Stored data entries:

>>

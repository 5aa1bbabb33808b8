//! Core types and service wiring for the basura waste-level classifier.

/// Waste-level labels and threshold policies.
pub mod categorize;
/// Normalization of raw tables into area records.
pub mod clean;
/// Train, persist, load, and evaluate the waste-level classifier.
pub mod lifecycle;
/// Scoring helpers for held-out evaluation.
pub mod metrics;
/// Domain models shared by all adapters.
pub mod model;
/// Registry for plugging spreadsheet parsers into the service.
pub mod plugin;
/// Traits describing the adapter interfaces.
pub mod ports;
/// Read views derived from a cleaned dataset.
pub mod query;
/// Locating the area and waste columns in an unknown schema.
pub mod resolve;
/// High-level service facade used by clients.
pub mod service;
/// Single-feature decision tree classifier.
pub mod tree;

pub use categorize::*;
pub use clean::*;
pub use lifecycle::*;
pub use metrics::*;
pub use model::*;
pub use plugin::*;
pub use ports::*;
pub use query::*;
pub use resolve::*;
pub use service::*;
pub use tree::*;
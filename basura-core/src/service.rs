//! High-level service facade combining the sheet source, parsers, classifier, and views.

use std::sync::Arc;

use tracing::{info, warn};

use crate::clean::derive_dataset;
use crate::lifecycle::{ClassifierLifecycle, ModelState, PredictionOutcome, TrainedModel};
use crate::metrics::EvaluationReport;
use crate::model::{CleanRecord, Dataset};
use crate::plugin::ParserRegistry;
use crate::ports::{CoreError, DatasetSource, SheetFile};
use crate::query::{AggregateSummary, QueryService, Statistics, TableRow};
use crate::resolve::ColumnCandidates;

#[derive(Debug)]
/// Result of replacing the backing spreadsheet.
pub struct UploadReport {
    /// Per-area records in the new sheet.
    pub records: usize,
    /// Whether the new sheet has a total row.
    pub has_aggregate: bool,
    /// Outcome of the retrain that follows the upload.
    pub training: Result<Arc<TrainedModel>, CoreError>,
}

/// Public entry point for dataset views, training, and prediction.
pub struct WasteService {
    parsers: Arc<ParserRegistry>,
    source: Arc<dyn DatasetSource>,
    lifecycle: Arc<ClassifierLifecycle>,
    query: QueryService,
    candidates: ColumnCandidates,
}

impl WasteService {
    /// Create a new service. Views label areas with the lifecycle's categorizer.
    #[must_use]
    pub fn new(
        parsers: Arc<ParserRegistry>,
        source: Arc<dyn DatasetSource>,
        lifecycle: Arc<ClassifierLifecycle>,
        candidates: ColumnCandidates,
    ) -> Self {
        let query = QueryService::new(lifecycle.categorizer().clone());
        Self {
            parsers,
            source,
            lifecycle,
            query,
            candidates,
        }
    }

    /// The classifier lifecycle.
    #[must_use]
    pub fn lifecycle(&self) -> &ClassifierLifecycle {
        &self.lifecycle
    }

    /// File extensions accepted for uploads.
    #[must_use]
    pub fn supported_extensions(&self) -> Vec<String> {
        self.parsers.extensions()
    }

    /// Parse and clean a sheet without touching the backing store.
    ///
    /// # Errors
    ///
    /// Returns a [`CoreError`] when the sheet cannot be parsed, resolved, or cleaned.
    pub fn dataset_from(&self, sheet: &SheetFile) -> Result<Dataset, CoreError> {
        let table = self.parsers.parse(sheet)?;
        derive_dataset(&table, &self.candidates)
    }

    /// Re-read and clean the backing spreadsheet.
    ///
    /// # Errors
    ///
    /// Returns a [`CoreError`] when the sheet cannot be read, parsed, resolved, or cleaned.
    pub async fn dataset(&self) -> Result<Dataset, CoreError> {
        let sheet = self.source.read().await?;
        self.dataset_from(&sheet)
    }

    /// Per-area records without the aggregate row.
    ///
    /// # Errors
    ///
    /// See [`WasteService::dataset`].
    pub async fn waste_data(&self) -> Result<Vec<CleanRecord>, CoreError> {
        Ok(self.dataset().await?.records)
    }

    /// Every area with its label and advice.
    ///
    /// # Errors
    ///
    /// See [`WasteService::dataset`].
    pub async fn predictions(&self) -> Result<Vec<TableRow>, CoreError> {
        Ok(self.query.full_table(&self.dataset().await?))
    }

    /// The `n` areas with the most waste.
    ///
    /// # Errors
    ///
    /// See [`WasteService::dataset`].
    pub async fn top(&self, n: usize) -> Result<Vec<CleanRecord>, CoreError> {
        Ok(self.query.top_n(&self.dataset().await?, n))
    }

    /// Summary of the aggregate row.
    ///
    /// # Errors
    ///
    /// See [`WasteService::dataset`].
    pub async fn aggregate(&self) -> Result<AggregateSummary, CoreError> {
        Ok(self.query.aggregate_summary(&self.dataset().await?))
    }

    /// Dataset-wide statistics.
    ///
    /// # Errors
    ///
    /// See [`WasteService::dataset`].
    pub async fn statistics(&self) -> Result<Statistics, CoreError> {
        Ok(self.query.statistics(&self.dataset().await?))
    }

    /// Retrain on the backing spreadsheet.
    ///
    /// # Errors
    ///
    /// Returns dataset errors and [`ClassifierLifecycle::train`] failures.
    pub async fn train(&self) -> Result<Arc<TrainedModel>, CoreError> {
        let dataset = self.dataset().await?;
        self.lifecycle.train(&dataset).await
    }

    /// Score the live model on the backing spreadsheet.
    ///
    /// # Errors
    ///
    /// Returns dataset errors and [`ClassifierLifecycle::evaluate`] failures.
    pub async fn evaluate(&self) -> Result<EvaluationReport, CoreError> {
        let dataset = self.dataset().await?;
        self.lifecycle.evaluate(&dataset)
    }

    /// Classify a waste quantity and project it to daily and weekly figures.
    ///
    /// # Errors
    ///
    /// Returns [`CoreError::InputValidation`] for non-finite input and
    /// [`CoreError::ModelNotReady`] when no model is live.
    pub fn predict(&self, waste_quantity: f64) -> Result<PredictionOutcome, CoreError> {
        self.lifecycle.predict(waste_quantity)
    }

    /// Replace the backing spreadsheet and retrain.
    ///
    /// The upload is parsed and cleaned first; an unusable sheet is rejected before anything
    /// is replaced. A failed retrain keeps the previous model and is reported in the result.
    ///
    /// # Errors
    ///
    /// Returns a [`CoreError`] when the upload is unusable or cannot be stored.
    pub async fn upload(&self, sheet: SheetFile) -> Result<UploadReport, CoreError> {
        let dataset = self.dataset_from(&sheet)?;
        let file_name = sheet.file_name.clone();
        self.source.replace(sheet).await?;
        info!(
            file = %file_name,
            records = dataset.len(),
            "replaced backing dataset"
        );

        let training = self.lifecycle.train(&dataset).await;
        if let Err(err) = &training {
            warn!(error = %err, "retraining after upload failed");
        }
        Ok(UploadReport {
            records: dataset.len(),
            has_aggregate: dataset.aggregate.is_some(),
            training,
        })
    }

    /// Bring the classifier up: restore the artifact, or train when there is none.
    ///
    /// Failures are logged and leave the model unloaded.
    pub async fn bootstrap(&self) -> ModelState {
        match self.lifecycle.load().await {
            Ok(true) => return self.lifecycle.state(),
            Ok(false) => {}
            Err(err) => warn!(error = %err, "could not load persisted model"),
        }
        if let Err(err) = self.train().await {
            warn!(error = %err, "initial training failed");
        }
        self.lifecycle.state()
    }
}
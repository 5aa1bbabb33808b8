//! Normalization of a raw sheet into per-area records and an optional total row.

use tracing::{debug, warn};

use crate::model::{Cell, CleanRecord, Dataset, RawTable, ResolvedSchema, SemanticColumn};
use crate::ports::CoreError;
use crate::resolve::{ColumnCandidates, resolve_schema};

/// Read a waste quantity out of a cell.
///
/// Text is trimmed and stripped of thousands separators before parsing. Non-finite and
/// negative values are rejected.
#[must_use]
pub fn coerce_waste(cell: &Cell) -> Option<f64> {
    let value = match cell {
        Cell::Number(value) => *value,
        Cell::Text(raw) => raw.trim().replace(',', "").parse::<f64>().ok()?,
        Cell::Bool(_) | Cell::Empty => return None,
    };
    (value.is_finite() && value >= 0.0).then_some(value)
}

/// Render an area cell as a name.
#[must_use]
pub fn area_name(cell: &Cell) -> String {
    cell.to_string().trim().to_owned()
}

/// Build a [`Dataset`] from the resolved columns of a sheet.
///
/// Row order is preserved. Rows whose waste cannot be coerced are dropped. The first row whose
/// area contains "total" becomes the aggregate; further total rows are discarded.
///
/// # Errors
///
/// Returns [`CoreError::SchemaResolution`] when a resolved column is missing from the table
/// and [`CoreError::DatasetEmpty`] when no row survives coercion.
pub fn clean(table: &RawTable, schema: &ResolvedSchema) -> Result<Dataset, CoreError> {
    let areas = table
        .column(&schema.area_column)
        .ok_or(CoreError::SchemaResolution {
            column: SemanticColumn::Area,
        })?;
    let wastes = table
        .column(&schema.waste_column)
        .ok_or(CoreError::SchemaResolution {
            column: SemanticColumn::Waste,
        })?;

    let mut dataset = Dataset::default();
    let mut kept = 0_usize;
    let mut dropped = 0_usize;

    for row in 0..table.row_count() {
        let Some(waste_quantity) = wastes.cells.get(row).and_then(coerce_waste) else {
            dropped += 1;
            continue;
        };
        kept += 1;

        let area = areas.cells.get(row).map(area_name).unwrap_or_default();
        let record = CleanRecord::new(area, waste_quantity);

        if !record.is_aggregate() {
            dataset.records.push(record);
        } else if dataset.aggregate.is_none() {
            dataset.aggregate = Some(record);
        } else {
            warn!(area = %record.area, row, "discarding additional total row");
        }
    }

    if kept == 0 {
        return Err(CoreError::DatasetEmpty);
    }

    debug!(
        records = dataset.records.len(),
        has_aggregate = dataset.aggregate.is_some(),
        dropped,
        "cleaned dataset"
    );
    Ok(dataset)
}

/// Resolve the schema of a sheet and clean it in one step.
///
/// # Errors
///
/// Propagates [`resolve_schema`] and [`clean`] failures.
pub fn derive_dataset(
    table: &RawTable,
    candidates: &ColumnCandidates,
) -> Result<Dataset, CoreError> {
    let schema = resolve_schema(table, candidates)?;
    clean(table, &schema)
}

<<
>>

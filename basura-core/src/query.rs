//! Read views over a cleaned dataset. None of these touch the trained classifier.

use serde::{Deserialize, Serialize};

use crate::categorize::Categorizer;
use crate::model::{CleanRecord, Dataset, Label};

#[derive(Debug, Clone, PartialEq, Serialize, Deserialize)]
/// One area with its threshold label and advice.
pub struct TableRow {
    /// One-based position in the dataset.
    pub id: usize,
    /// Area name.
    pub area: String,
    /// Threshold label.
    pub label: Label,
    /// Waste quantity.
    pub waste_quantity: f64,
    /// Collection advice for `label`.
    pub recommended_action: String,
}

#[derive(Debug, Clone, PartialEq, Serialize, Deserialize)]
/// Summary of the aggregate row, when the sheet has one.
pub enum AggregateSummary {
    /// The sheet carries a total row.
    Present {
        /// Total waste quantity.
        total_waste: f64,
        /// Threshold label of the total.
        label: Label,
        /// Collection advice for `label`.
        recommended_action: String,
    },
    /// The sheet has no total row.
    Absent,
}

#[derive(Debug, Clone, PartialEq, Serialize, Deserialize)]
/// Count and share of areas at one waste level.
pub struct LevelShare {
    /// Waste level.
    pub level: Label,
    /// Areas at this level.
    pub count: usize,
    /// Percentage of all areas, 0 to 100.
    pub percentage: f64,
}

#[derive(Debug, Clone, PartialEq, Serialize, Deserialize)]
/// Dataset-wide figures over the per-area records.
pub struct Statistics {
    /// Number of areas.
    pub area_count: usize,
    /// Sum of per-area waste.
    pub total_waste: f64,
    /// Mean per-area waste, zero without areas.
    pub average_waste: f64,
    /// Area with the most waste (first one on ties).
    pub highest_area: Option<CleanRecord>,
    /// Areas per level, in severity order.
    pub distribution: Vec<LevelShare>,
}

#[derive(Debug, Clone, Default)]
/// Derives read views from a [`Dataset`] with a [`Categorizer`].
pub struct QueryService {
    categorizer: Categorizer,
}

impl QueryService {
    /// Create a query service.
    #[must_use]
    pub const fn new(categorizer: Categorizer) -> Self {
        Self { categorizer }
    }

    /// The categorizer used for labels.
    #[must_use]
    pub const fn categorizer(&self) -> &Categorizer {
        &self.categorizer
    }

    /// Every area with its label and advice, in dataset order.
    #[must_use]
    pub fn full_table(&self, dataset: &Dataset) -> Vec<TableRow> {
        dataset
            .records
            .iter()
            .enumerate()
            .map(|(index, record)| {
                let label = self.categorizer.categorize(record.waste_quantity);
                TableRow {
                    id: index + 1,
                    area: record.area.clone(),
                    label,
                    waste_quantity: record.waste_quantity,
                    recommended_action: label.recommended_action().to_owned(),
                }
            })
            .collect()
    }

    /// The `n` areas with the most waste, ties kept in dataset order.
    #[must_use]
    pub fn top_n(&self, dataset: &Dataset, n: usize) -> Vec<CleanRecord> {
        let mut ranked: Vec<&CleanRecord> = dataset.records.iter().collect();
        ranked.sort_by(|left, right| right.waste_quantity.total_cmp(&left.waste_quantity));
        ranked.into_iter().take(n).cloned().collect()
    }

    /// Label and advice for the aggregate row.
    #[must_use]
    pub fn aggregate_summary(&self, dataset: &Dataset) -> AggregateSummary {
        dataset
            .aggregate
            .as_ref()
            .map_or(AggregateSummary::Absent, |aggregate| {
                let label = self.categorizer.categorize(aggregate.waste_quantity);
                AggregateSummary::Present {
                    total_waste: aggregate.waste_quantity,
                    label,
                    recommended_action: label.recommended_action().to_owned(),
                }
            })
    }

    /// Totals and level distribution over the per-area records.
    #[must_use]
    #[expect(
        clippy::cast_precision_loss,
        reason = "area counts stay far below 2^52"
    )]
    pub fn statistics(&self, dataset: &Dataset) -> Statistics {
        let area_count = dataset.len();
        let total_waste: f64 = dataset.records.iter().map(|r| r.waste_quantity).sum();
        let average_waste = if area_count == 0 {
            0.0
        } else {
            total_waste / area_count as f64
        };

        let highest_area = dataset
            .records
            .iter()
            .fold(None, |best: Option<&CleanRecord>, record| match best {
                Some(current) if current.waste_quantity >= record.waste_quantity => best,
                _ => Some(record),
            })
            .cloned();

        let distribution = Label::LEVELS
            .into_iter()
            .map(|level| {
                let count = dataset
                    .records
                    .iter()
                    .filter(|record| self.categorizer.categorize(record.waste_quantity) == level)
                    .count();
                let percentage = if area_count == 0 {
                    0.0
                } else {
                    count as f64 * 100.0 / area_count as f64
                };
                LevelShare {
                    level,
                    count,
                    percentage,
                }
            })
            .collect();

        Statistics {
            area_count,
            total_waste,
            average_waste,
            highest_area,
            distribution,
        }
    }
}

<<

EXERCISE BRIEF: Lines that contain "cloned" are to be copied from the records above.

SOLVED PROBLEM:
        ranked.into_iter().take(n).cloned().collect()
            .cloned();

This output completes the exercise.